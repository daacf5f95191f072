//! Disposable MySQL and Redis containers for Tether integration tests.

pub mod error;
pub mod mysql;
pub mod redis;

pub use error::{Result, TestInfraError};
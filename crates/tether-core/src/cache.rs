use crate::error::CacheError;
use async_trait::async_trait;
use std::time::Duration;

/// Result type for cache operations.
pub type Result<T> = std::result::Result<T, CacheError>;

/// A shared key/value cache with per-key expiry.
///
/// This is the primitive surface the resolver builds its cache-aside logic
/// on. Implementations can use Redis, an in-memory cache, or anything with
/// equivalent semantics. The cache is never authoritative.
#[async_trait]
pub trait KvCache: Send + Sync + 'static {
    /// Get the raw value for `key`.
    ///
    /// Returns `Ok(None)` if the key is not in the cache.
    async fn get(&self, key: &str) -> Result<Option<Vec<u8>>>;

    /// Store `value` under `key`, expiring after `ttl`.
    async fn set_with_ttl(&self, key: &str, value: &[u8], ttl: Duration) -> Result<()>;

    /// Remove `key`. It is not an error if the key does not exist.
    async fn del(&self, key: &str) -> Result<()>;

    /// Increment the integer at `key` by one and return the new value.
    ///
    /// A missing key starts from zero and is created without expiry; an
    /// existing key keeps its expiry.
    async fn incr(&self, key: &str) -> Result<i64>;

    /// Set the expiry of an existing key. Returns `false` if the key is absent.
    async fn expire(&self, key: &str, ttl: Duration) -> Result<bool>;

    /// Checks whether `key` is present.
    async fn exists(&self, key: &str) -> Result<bool>;
}
use crate::codec;
use crate::error::Result;
use serde::{Deserialize, Serialize};
use std::fmt::Display;

/// Maximum length of any short code, generated or custom.
pub const MAX_LENGTH: usize = 20;

/// A short code identifying a link.
///
/// Generated codes come from [`ShortCode::generated`]; custom codes are
/// produced by [`AliasPolicy::validate_custom_alias`](crate::AliasPolicy).
#[derive(Clone, Debug, PartialEq, Eq, Hash, Serialize, Deserialize)]
#[serde(transparent)]
pub struct ShortCode(String);

impl ShortCode {
    /// Derives the system code for a store-assigned link id.
    pub fn generated(id: i64) -> Result<Self> {
        codec::encode(id).map(Self)
    }

    /// Creates a `ShortCode` without validation.
    ///
    /// Use this only for codes coming from trusted sources such as the store
    /// or a request path that is looked up, never inserted.
    pub fn new_unchecked(code: impl Into<String>) -> Self {
        Self(code.into())
    }

    /// Returns `true` if the code could be a stored code: non-empty, at most
    /// [`MAX_LENGTH`] characters, alphabet symbols only.
    pub fn is_well_formed(code: &str) -> bool {
        code.len() <= MAX_LENGTH && codec::is_valid_alphabet(code)
    }

    /// Generates the full shortened URL based on the provided base URL.
    pub fn to_url(&self, base_url: &str) -> String {
        format!("{}/{}", base_url.trim_end_matches('/'), self)
    }

    /// Returns the short code as a string slice.
    pub fn as_str(&self) -> &str {
        &self.0
    }

    pub fn into_string(self) -> String {
        self.0
    }
}

impl Display for ShortCode {
    fn fmt(&self, f: &mut std::fmt::Formatter<'_>) -> std::fmt::Result {
        f.write_str(&self.0)
    }
}

impl AsRef<str> for ShortCode {
    fn as_ref(&self) -> &str {
        &self.0
    }
}

#[cfg(test)]
mod tests {
    use super::*;

    #[test]
    fn generated_uses_codec() {
        assert_eq!(ShortCode::generated(0).unwrap().as_str(), "0");
        assert_eq!(ShortCode::generated(62).unwrap().as_str(), "10");
        assert!(ShortCode::generated(-5).is_err());
    }

    #[test]
    fn well_formed_codes() {
        assert!(ShortCode::is_well_formed("abc"));
        assert!(ShortCode::is_well_formed(&"a".repeat(20)));
        assert!(!ShortCode::is_well_formed(&"a".repeat(21)));
        assert!(!ShortCode::is_well_formed(""));
        assert!(!ShortCode::is_well_formed("my-code"));
    }

    #[test]
    fn to_url_joins_base() {
        let code = ShortCode::new_unchecked("abc123");
        assert_eq!(code.to_url("https://teth.er"), "https://teth.er/abc123");
        assert_eq!(code.to_url("https://teth.er/"), "https://teth.er/abc123");
    }
}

* * *

* [Assignment] Copy all the entries verbatim.

* [Solution to the exercise]
repository daacf5f95191f072
//! Disposable MySQL and Redis containers for Tether integration tests.

pub mod error;
pub mod mysql;
pub mod redis;

pub use error::{Result, TestInfraError};
filename crates/tether-core/src/cache.rs
use crate::error::CacheError;
use async_trait::async_trait;
use std::time::Duration;

/// Result type for cache operations.
pub type Result<T> = std::result::Result<T, CacheError>;

/// A shared key/value cache with per-key expiry.
///
/// This is the primitive surface the resolver builds its cache-aside logic
/// on. Implementations can use Redis, an in-memory cache, or anything with
/// equivalent semantics. The cache is never authoritative.
#[async_trait]
pub trait KvCache: Send + Sync + 'static {
    /// Get the raw value for `key`.
    ///
    /// Returns `Ok(None)` if the key is not in the cache.
    async fn get(&self, key: &str) -> Result<Option<Vec<u8>>>;

    /// Store `value` under `key`, expiring after `ttl`.
    async fn set_with_ttl(&self, key: &str, value: &[u8], ttl: Duration) -> Result<()>;

    /// Remove `key`. It is not an error if the key does not exist.
    async fn del(&self, key: &str) -> Result<()>;

    /// Increment the integer at `key` by one and return the new value.
    ///
    /// A missing key starts from zero and is created without expiry; an
    /// existing key keeps its expiry.
    async fn incr(&self, key: &str) -> Result<i64>;

    /// Set the expiry of an existing key. Returns `false` if the key is absent.
    async fn expire(&self, key: &str, ttl: Duration) -> Result<bool>;

    /// Checks whether `key` is present.
    async fn exists(&self, key: &str) -> Result<bool>;
}
use crate::codec;
use crate::error::Result;
use serde::{Deserialize, Serialize};
use std::fmt::Display;

/// Maximum length of any short code, generated or custom.
pub const MAX_LENGTH: usize = 20;

/// A short code identifying a link.
///
/// Generated codes come from [`ShortCode::generated`]; custom codes are
/// produced by [`AliasPolicy::validate_custom_alias`](crate::AliasPolicy).
#[derive(Clone, Debug, PartialEq, Eq, Hash, Serialize, Deserialize)]
#[serde(transparent)]
pub struct ShortCode(String);

impl ShortCode {
    /// Derives the system code for a store-assigned link id.
    pub fn generated(id: i64) -> Result<Self> {
        codec::encode(id).map(Self)
    }

    /// Creates a `ShortCode` without validation.
    ///
    /// Use this only for codes coming from trusted sources such as the store
    /// or a request path that is looked up, never inserted.
    pub fn new_unchecked(code: impl Into<String>) -> Self {
        Self(code.into())
    }

    /// Returns `true` if the code could be a stored code: non-empty, at most
    /// [`MAX_LENGTH`] characters, alphabet symbols only.
    pub fn is_well_formed(code: &str) -> bool {
        code.len() <= MAX_LENGTH && codec::is_valid_alphabet(code)
    }

    /// Generates the full shortened URL based on the provided base URL.
    pub fn to_url(&self, base_url: &str) -> String {
        format!("{}/{}", base_url.trim_end_matches('/'), self)
    }

    /// Returns the short code as a string slice.
    pub fn as_str(&self) -> &str {
        &self.0
    }

    pub fn into_string(self) -> String {
        self.0
    }
}

impl Display for ShortCode {
    fn fmt(&self, f: &mut std::fmt::Formatter<'_>) -> std::fmt::Result {
        f.write_str(&self.0)
    }
}

impl AsRef<str> for ShortCode {
    fn as_ref(&self) -> &str {
        &self.0
    }
}

#[cfg(test)]
mod tests {
    use super::*;

    #[test]
    fn generated_uses_codec() {
        assert_eq!(ShortCode::generated(0).unwrap().as_str(), "0");
        assert_eq!(ShortCode::generated(62).unwrap().as_str(), "10");
        assert!(ShortCode::generated(-5).is_err());
    }

    #[test]
    fn well_formed_codes() {
        assert!(ShortCode::is_well_formed("abc"));
        assert!(ShortCode::is_well_formed(&"a".repeat(20)));
        assert!(!ShortCode::is_well_formed(&"a".repeat(21)));
        assert!(!ShortCode::is_well_formed(""));
        assert!(!ShortCode::is_well_formed("my-code"));
    }

    #[test]
    fn to_url_joins_base() {
        let code = ShortCode::new_unchecked("abc123");
        assert_eq!(code.to_url("https://teth.er"), "https://teth.er/abc123");
        assert_eq!(code.to_url("https://teth.er/"), "https://teth.er/abc123");
    }
}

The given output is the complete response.